[ACTIVITY]
Give back exactly the lines that run from the beginning of the entries to the line containing "headers (with optional", both included, and nothing else.

DATASET EXCERPTS START

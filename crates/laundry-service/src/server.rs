//! HTTP server for the laundry API.
//!
//! Every request may name the acting user through the `x-user-id` and
//! `x-user-role` headers (with optional `x-laundry-id` and `x-branch-id`);
//! without them the configured session is used. Each acting user works in a
//! session of their own, so one caller's branch filter or parked sale never
//! leaks into another caller's requests.

use crate::apis;
use axum::{
	extract::{Path, Query, Request, State},
	http::{HeaderMap, HeaderValue, StatusCode},
	middleware::{self, Next},
	response::{IntoResponse, Json, Response},
	routing::{get, post, put},
	Router,
};
use laundry_config::ApiConfig;
use laundry_core::{LaundryEngine, SessionHandle};
use laundry_types::{
	APIError, FlowResponse, ListOrdersResponse, NewOrder, OrderView, PendingOperationResponse,
	ScopeResponse, SetBranchRequest, SetLaundryRequest, SubscriptionResponse, UserRole,
	UserSession,
};
use serde::Deserialize;
use std::sync::Arc;
use std::time::Duration;
use tokio::net::TcpListener;
use tower::ServiceBuilder;
use tower_http::cors::{Any, CorsLayer};
use tower_http::trace::TraceLayer;

const USER_ID_HEADER: &str = "x-user-id";
const USER_ROLE_HEADER: &str = "x-user-role";
const LAUNDRY_ID_HEADER: &str = "x-laundry-id";
const BRANCH_ID_HEADER: &str = "x-branch-id";

/// Shared application state for the API server.
#[derive(Clone)]
pub struct AppState {
	/// Engine serving every request.
	pub engine: Arc<LaundryEngine>,
	/// Upper bound for handling one request.
	pub timeout: Duration,
}

/// Query parameters of GET /api/orders.
#[derive(Debug, Deserialize)]
pub struct ListOrdersParams {
	pub status: Option<String>,
}

/// Starts the HTTP server for the API.
pub async fn start_server(
	api_config: ApiConfig,
	engine: Arc<LaundryEngine>,
) -> Result<(), Box<dyn std::error::Error>> {
	let app = router(&api_config, engine);

	let bind_address = format!("{}:{}", api_config.host, api_config.port);
	let listener = TcpListener::bind(&bind_address).await?;

	tracing::info!("Laundry API server starting on {}", bind_address);

	axum::serve(listener, app).await?;

	Ok(())
}

/// Builds the router with every endpoint nested under `/api`.
pub fn router(api_config: &ApiConfig, engine: Arc<LaundryEngine>) -> Router {
	let state = AppState {
		engine,
		timeout: Duration::from_secs(api_config.timeout_seconds),
	};

	Router::new()
		.nest(
			"/api",
			Router::new()
				.route("/flow", get(handle_get_flow))
				.route("/scope", get(handle_get_scope))
				.route("/scope/laundry", put(handle_set_laundry))
				.route("/scope/branch", put(handle_set_branch))
				.route("/orders", get(handle_list_orders).post(handle_create_order))
				.route("/orders/{id}/advance", post(handle_advance_order))
				.route("/orders/{id}/regress", post(handle_regress_order))
				.route("/subscription", get(handle_get_subscription))
				.route("/subscription/acknowledge", post(handle_acknowledge))
				.route("/subscription/dismiss", post(handle_dismiss)),
		)
		.layer(middleware::from_fn_with_state(state.clone(), request_timeout))
		.layer(
			ServiceBuilder::new()
				.layer(TraceLayer::new_for_http())
				.layer(cors_layer(api_config)),
		)
		.with_state(state)
}

fn cors_layer(api_config: &ApiConfig) -> CorsLayer {
	let origins: Vec<HeaderValue> = api_config
		.cors
		.as_ref()
		.map(|cors| {
			cors.allowed_origins
				.iter()
				.filter_map(|origin| match origin.parse::<HeaderValue>() {
					Ok(value) => Some(value),
					Err(_) => {
						tracing::warn!(origin = %origin, "Ignoring invalid CORS origin");
						None
					}
				})
				.collect()
		})
		.unwrap_or_default();

	if origins.is_empty() {
		CorsLayer::permissive()
	} else {
		CorsLayer::new()
			.allow_origin(origins)
			.allow_methods(Any)
			.allow_headers(Any)
	}
}

async fn request_timeout(State(state): State<AppState>, request: Request, next: Next) -> Response {
	match tokio::time::timeout(state.timeout, next.run(request)).await {
		Ok(response) => response,
		Err(_) => {
			tracing::warn!(timeout_seconds = state.timeout.as_secs(), "Request timed out");
			APIError::ServiceUnavailable {
				error_type: "TIMEOUT".to_string(),
				message: "The request took too long to complete".to_string(),
			}
			.into_response()
		}
	}
}

/// Reads the acting user from the request headers. `Ok(None)` means the
/// request carries no identity and the configured session applies.
fn session_from_headers(headers: &HeaderMap) -> Result<Option<UserSession>, APIError> {
	let header = |name: &str| -> Result<Option<String>, APIError> {
		match headers.get(name) {
			None => Ok(None),
			Some(value) => value
				.to_str()
				.map(|v| Some(v.trim().to_string()).filter(|v| !v.is_empty()))
				.map_err(|_| APIError::BadRequest {
					error_type: "INVALID_HEADER".to_string(),
					message: format!("Header '{}' is not valid text", name),
				}),
		}
	};

	let Some(user_id) = header(USER_ID_HEADER)? else {
		return Ok(None);
	};
	let role = header(USER_ROLE_HEADER)?.ok_or_else(|| APIError::BadRequest {
		error_type: "INVALID_HEADER".to_string(),
		message: format!("Header '{}' is required with '{}'", USER_ROLE_HEADER, USER_ID_HEADER),
	})?;
	let role: UserRole = role.parse().map_err(|e: String| APIError::BadRequest {
		error_type: "INVALID_HEADER".to_string(),
		message: e,
	})?;

	Ok(Some(UserSession {
		user_id,
		role,
		laundry_id: header(LAUNDRY_ID_HEADER)?,
		branch_id: header(BRANCH_ID_HEADER)?,
	}))
}

/// Opens the session of the request's acting user.
async fn act_as(state: &AppState, headers: &HeaderMap) -> Result<SessionHandle, APIError> {
	let user = match session_from_headers(headers)? {
		Some(user) => user,
		None => state.engine.config().session.clone(),
	};
	Ok(state.engine.session(user).await)
}

/// Handles GET /api/flow requests.
async fn handle_get_flow(State(state): State<AppState>) -> Json<FlowResponse> {
	Json(apis::flow::get_flow(&state.engine))
}

/// Handles GET /api/scope requests.
async fn handle_get_scope(
	State(state): State<AppState>,
	headers: HeaderMap,
) -> Result<Json<ScopeResponse>, APIError> {
	let session = act_as(&state, &headers).await?;
	Ok(Json(apis::scope::get_scope(&session).await))
}

/// Handles PUT /api/scope/laundry requests.
async fn handle_set_laundry(
	State(state): State<AppState>,
	headers: HeaderMap,
	Json(request): Json<SetLaundryRequest>,
) -> Result<Json<ScopeResponse>, APIError> {
	let session = act_as(&state, &headers).await?;
	apis::scope::set_laundry(&session, request)
		.await
		.map(Json)
}

/// Handles PUT /api/scope/branch requests.
async fn handle_set_branch(
	State(state): State<AppState>,
	headers: HeaderMap,
	Json(request): Json<SetBranchRequest>,
) -> Result<Json<ScopeResponse>, APIError> {
	let session = act_as(&state, &headers).await?;
	apis::scope::set_branch(&session, request)
		.await
		.map(Json)
}

/// Handles GET /api/orders requests.
async fn handle_list_orders(
	State(state): State<AppState>,
	headers: HeaderMap,
	Query(params): Query<ListOrdersParams>,
) -> Result<Json<ListOrdersResponse>, APIError> {
	let session = act_as(&state, &headers).await?;
	apis::order::list_orders(&session, params.status)
		.await
		.map(Json)
}

/// Handles POST /api/orders requests.
///
/// Answers 201 when the order was recorded and 202 when it waits for the
/// subscription reminder to be acknowledged.
async fn handle_create_order(
	State(state): State<AppState>,
	headers: HeaderMap,
	Json(order): Json<NewOrder>,
) -> Result<Response, APIError> {
	let session = act_as(&state, &headers).await?;
	let (created, body) = apis::order::create_order(&session, order).await?;
	let status = if created {
		StatusCode::CREATED
	} else {
		StatusCode::ACCEPTED
	};
	Ok((status, Json(body)).into_response())
}

/// Handles POST /api/orders/{id}/advance requests.
async fn handle_advance_order(
	Path(id): Path<String>,
	State(state): State<AppState>,
	headers: HeaderMap,
) -> Result<Json<OrderView>, APIError> {
	let session = act_as(&state, &headers).await?;
	apis::order::advance_order(&session, &id)
		.await
		.map(Json)
}

/// Handles POST /api/orders/{id}/regress requests.
async fn handle_regress_order(
	Path(id): Path<String>,
	State(state): State<AppState>,
	headers: HeaderMap,
) -> Result<Json<OrderView>, APIError> {
	let session = act_as(&state, &headers).await?;
	apis::order::regress_order(&session, &id)
		.await
		.map(Json)
}

/// Handles GET /api/subscription requests.
async fn handle_get_subscription(
	State(state): State<AppState>,
	headers: HeaderMap,
) -> Result<Json<SubscriptionResponse>, APIError> {
	let session = act_as(&state, &headers).await?;
	Ok(Json(apis::subscription::get_subscription(&session)))
}

/// Handles POST /api/subscription/acknowledge requests.
async fn handle_acknowledge(
	State(state): State<AppState>,
	headers: HeaderMap,
) -> Result<Json<PendingOperationResponse>, APIError> {
	let session = act_as(&state, &headers).await?;
	Ok(Json(apis::subscription::acknowledge(&session)))
}

/// Handles POST /api/subscription/dismiss requests.
async fn handle_dismiss(
	State(state): State<AppState>,
	headers: HeaderMap,
) -> Result<Json<PendingOperationResponse>, APIError> {
	let session = act_as(&state, &headers).await?;
	Ok(Json(apis::subscription::dismiss(&session)))
}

DATASET EXCERPTS END

[RESULT]
filename crates/laundry-service/src/server.rs
//! HTTP server for the laundry API.
//!
//! Every request may name the acting user through the `x-user-id` and
//! `x-user-role` headers (with optional `x-laundry-id` and `x-branch-id`);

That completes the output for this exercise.